Formal annotating Code for Optimizations?

Sean Kelly sean at invisibleduck.org
Fri Jul 18 09:19:43 PDT 2008


JAnderson wrote:
> Manfred_Nowak wrote:
>> Example:
>> If two actions `a1',`a2' are based on a binary decision `b' then on a 
>> pure logical level one can code:
>>
>>   if( b)
>>     a1.do; // actions have `do'- and `undo'-methods
>>   else
>>     a2.do;
>> But if one knows, that the probability of `b' to be `true' is much 
>> greater than .5, then in order to use the precomputing capabilities of 
>> the CPU one would probably like to code:
>>
>>   a1.do;
>>   if( !b){
>>     a1.undo;
>>     a2.do;
>>   }        The other case requires similar code.
>>
>> In this latter code the abstraction of a simple binary decision seems 
>> to be less obvious, which seems to be bad for maintenance.
>>
>> Of course one can annotate with comments.
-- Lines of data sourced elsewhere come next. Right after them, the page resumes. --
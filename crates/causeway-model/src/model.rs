// Copyright (c) 2025 Felix Kahle.
//
// Permission is hereby granted, free of charge, to any person obtaining
// a copy of this software and associated documentation files (the
// "Software"), to deal in the Software without restriction, including
// without limitation the rights to use, copy, modify, merge, publish,
// distribute, sublicense, and/or sell copies of the Software, and to
// permit persons to whom the Software is furnished to do so, subject to
// the following conditions:
//
// The above copyright notice and this permission notice shall be
// included in all copies or substantial portions of the Software.
//
// THE SOFTWARE IS PROVIDED "AS IS", WITHOUT WARRANTY OF ANY KIND,
// EXPRESS OR IMPLIED, INCLUDING BUT NOT LIMITED TO THE WARRANTIES OF
// MERCHANTABILITY, FITNESS FOR A PARTICULAR PURPOSE AND
// NONINFRINGEMENT. IN NO EVENT SHALL THE AUTHORS OR COPYRIGHT HOLDERS BE
// LIABLE FOR ANY CLAIM, DAMAGES OR OTHER LIABILITY, WHETHER IN AN ACTION
// OF CONTRACT, TORT OR OTHERWISE, ARISING FROM, OUT OF OR IN CONNECTION
// WITH THE SOFTWARE OR THE USE OR OTHER DEALINGS IN THE SOFTWARE.

use crate::index::AgentIndex;
use num_traits::{PrimInt, Signed};

/// The immutable data model describing a crossing instance.
///
/// This struct holds all pre-validated, queryable data:
/// - `agent_costs[agent]`: the individual transfer cost of each agent.
/// - `capacity`: the transfer capacity of the shared channel. A forward
///   move carries `1..=capacity` agents; a return move carries
///   `1..=capacity - 1` agents, since the enabling resource never moves
///   on its own.
///
/// The cost of moving a batch of agents together is the maximum of the
/// individual costs of its members (see [`CrossingModel::batch_cost`]).
///
/// Construction:
/// - Use `CrossingModelBuilder` and call `CrossingModelBuilder::build`
///   to obtain a `CrossingModel`.
#[derive(Clone)]
pub struct CrossingModel<T>
where
    T: PrimInt + Signed,
{
    agent_costs: Vec<T>, // len = num_agents
    capacity: usize,
}

impl<T> CrossingModel<T>
where
    T: PrimInt + Signed,
{
    /// Returns the number of agents in the model.
    ///
    /// # Examples
    ///
    /// ```rust
    /// # use causeway_model::model::CrossingModelBuilder;
    ///
    /// let builder = CrossingModelBuilder::<i64>::new(4);
    /// let model = builder.build();
    /// assert_eq!(model.num_agents(), 4);
    /// ```
    #[inline]
    pub fn num_agents(&self) -> usize {
        self.agent_costs.len()
    }

    /// Returns the transfer capacity of the shared channel.
    ///
    /// # Examples
    ///
    /// ```rust
    /// # use causeway_model::model::CrossingModelBuilder;
    ///
    /// let builder = CrossingModelBuilder::<i64>::new(4);
    /// let model = builder.build();
    /// assert_eq!(model.capacity(), 2);
    /// ```
    #[inline]
    pub fn capacity(&self) -> usize {
        self.capacity
    }

    /// Returns a slice of all agent costs.
    #[inline]
    pub fn agent_costs(&self) -> &[T] {
        &self.agent_costs
    }

    /// Returns the individual transfer cost of the specified agent.
    ///
    /// # Panics
    ///
    /// Panics if `agent_index` is not in `0..num_agents()`.
    ///
    /// # Examples
    ///
    /// ```rust
    /// # use causeway_model::index::AgentIndex;
    /// # use causeway_model::model::CrossingModelBuilder;
    ///
    /// let mut builder = CrossingModelBuilder::<i64>::new(2);
    /// builder.set_agent_cost(AgentIndex::new(0), 10);
    /// builder.set_agent_cost(AgentIndex::new(1), 20);
    /// let model = builder.build();
    /// assert_eq!(model.agent_cost(AgentIndex::new(0)), 10);
    /// assert_eq!(model.agent_cost(AgentIndex::new(1)), 20);
    /// ```
    #[inline]
    pub fn agent_cost(&self, agent_index: AgentIndex) -> T {
        let index = agent_index.get();
        debug_assert!(
            index < self.num_agents(),
            "called `CrossingModel::agent_cost` with agent index out of bounds: the len is {} but the index is {}",
            self.num_agents(),
            index
        );

        self.agent_costs[index]
    }

    /// Returns the cost of transferring the given batch of agents in a
    /// single crossing, defined as the maximum of the individual costs
    /// of its members.
    ///
    /// # Panics
    ///
    /// Panics if the batch is empty or larger than the transfer
    /// capacity. Both conditions indicate a defect in the caller: the
    /// transition generator never constructs such batches.
    ///
    /// # Examples
    ///
    /// ```rust
    /// # use causeway_model::index::AgentIndex;
    /// # use causeway_model::model::CrossingModelBuilder;
    ///
    /// let mut builder = CrossingModelBuilder::<i64>::new(2);
    /// builder.set_agent_cost(AgentIndex::new(0), 1);
    /// builder.set_agent_cost(AgentIndex::new(1), 2);
    /// let model = builder.build();
    /// assert_eq!(
    ///     model.batch_cost(&[AgentIndex::new(0), AgentIndex::new(1)]),
    ///     2
    /// );
    /// ```
    #[inline]
    pub fn batch_cost(&self, batch: &[AgentIndex]) -> T {
        assert!(
            !batch.is_empty(),
            "called `CrossingModel::batch_cost` with an empty batch"
        );
        assert!(
            batch.len() <= self.capacity,
            "called `CrossingModel::batch_cost` with a batch of {} agents but the transfer capacity is {}",
            batch.len(),
            self.capacity
        );

        let mut cost = self.agent_cost(batch[0]);
        for &agent in &batch[1..] {
            cost = cost.max(self.agent_cost(agent));
        }
        cost
    }

    /// Returns the maximum individual cost across all agents, or `None`
    /// if the model holds no agents.
    #[inline]
    pub fn max_agent_cost(&self) -> Option<T> {
        self.agent_costs.iter().copied().max()
    }
}

impl<T> std::fmt::Debug for CrossingModel<T>
where
    T: PrimInt + Signed + std::fmt::Debug,
{
    fn fmt(&self, f: &mut std::fmt::Formatter<'_>) -> std::fmt::Result {
        f.debug_struct("CrossingModel")
            .field("agent_costs", &self.agent_costs)
            .field("capacity", &self.capacity)
            .finish()
    }
}

impl<T> std::fmt::Display for CrossingModel<T>
where
    T: PrimInt + Signed + std::fmt::Display,
{
    fn fmt(&self, f: &mut std::fmt::Formatter<'_>) -> std::fmt::Result {
        write!(
            f,
            "CrossingModel(num_agents: {}, capacity: {})",
            self.num_agents(),
            self.capacity()
        )
    }
}

/// A builder for `CrossingModel`.
///
/// The builder initializes with permissive defaults: every agent costs
/// one unit and the channel carries the classic two seats. Constraints
/// of a concrete instance are added by overriding these defaults.
///
/// # Note on validation
///
/// The builder accepts any configuration, including ones the solver
/// facade later rejects (capacity below two, non-positive costs). This
/// keeps the model usable for driving the search engine directly in
/// tests and diagnostics; user-facing validation lives in the facade.
///
/// # Examples
///
/// ```rust
/// # use causeway_model::index::AgentIndex;
/// # use causeway_model::model::CrossingModelBuilder;
///
/// let mut builder = CrossingModelBuilder::<i64>::new(4);
/// builder
///     .set_agent_cost(AgentIndex::new(2), 5)
///     .set_agent_cost(AgentIndex::new(3), 8)
///     .set_transfer_capacity(2);
/// let model = builder.build();
/// assert_eq!(model.num_agents(), 4);
/// assert_eq!(model.agent_cost(AgentIndex::new(2)), 5);
/// ```
#[derive(Clone)]
pub struct CrossingModelBuilder<T>
where
    T: PrimInt + Signed,
{
    agent_costs: Vec<T>,
    capacity: usize,
}

impl<T> CrossingModelBuilder<T>
where
    T: PrimInt + Signed,
{
    /// The default transfer capacity of the shared channel.
    pub const DEFAULT_TRANSFER_CAPACITY: usize = 2;

    /// Creates a new `CrossingModelBuilder` for the given number of
    /// agents, with every cost set to one and the default capacity.
    pub fn new(num_agents: usize) -> Self {
        Self {
            agent_costs: vec![T::one(); num_agents],
            capacity: Self::DEFAULT_TRANSFER_CAPACITY,
        }
    }

    /// Returns the number of agents in the builder.
    #[inline]
    pub fn num_agents(&self) -> usize {
        self.agent_costs.len()
    }

    /// Sets the individual transfer cost of the specified agent.
    ///
    /// # Panics
    ///
    /// Panics if `agent_index` is not in `0..num_agents()`.
    #[inline]
    pub fn set_agent_cost(&mut self, agent_index: AgentIndex, cost: T) -> &mut Self {
        let index = agent_index.get();
        debug_assert!(
            index < self.num_agents(),
            "called `CrossingModelBuilder::set_agent_cost` with agent index out of bounds: the len is {} but the index is {}",
            self.num_agents(),
            index
        );

        self.agent_costs[index] = cost;
        self
    }

    /// Sets the transfer capacity of the shared channel.
    #[inline]
    pub fn set_transfer_capacity(&mut self, capacity: usize) -> &mut Self {
        self.capacity = capacity;
        self
    }

    /// Builds the `CrossingModel` instance.
    #[inline]
    pub fn build(&self) -> CrossingModel<T> {
        CrossingModel {
            agent_costs: self.agent_costs.clone(),
            capacity: self.capacity,
        }
    }
}

#[cfg(test)]
mod tests {
    use super::*;

    type IntegerType = i64;

    fn ai(i: usize) -> AgentIndex {
        AgentIndex::new(i)
    }

    #[test]
    fn test_builder_defaults() {
        let model = CrossingModelBuilder::<IntegerType>::new(3).build();
        assert_eq!(model.num_agents(), 3);
        assert_eq!(
            model.capacity(),
            CrossingModelBuilder::<IntegerType>::DEFAULT_TRANSFER_CAPACITY
        );
        assert_eq!(model.agent_costs(), &[1, 1, 1]);
    }

    #[test]
    fn test_builder_overrides() {
        let mut builder = CrossingModelBuilder::<IntegerType>::new(4);
        builder
            .set_agent_cost(ai(0), 1)
            .set_agent_cost(ai(1), 2)
            .set_agent_cost(ai(2), 5)
            .set_agent_cost(ai(3), 8)
            .set_transfer_capacity(3);
        let model = builder.build();

        assert_eq!(model.agent_costs(), &[1, 2, 5, 8]);
        assert_eq!(model.capacity(), 3);
        assert_eq!(model.agent_cost(ai(3)), 8);
    }

    #[test]
    fn test_builder_is_reusable() {
        let mut builder = CrossingModelBuilder::<IntegerType>::new(2);
        let first = builder.build();
        builder.set_agent_cost(ai(0), 42);
        let second = builder.build();

        assert_eq!(first.agent_cost(ai(0)), 1);
        assert_eq!(second.agent_cost(ai(0)), 42);
    }

    #[test]
    fn test_batch_cost_is_maximum_of_members() {
        let mut builder = CrossingModelBuilder::<IntegerType>::new(4);
        builder
            .set_agent_cost(ai(0), 1)
            .set_agent_cost(ai(1), 2)
            .set_agent_cost(ai(2), 5)
            .set_agent_cost(ai(3), 8);
        let model = builder.build();

        assert_eq!(model.batch_cost(&[ai(0)]), 1);
        assert_eq!(model.batch_cost(&[ai(0), ai(1)]), 2);
        assert_eq!(model.batch_cost(&[ai(1), ai(3)]), 8);
    }

    #[test]
    #[should_panic(expected = "called `CrossingModel::batch_cost` with an empty batch")]
    fn test_batch_cost_panics_on_empty_batch() {
        let model = CrossingModelBuilder::<IntegerType>::new(2).build();
        let _ = model.batch_cost(&[]);
    }

    #[test]
    #[should_panic(expected = "the transfer capacity is")]
    fn test_batch_cost_panics_on_oversized_batch() {
        let model = CrossingModelBuilder::<IntegerType>::new(3).build();
        let _ = model.batch_cost(&[ai(0), ai(1), ai(2)]);
    }

    #[test]
    fn test_max_agent_cost() {
        let mut builder = CrossingModelBuilder::<IntegerType>::new(3);
        builder.set_agent_cost(ai(1), 9);
        let model = builder.build();
        assert_eq!(model.max_agent_cost(), Some(9));

        let empty = CrossingModelBuilder::<IntegerType>::new(0).build();
        assert_eq!(empty.max_agent_cost(), None);
    }

    #[test]
    fn test_display() {
        let model = CrossingModelBuilder::<IntegerType>::new(4).build();
        assert_eq!(
            format!("{}", model),
            "CrossingModel(num_agents: 4, capacity: 2)"
        );
    }
}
But since comments can be 
>> hints for defencies in the language, the question rises whether one 
>> should formalize this:
>>
>>   if( b)note( p(b)>.8)
>>     a1.do;
>>     undo a1.undo;
>>   else
>>     a2;
>>     undo a2.undo;
>>
>> -manfred
> 
> MSVC++ 2005 has this profile that you can run on the code and then it 
> will use that to optimize the code to use the most common paths.  I'm 
> not sure if it also optimizes IF statements.  I know it optimizes 
> functions layout to be more cache friendly.

The Sun compiler does this too.  It's the code rearranging that's the 
killer feature here IMO.  I love that the compiler can ensure that the 
code for heavily used functions doesn't cross page boundaries, etc.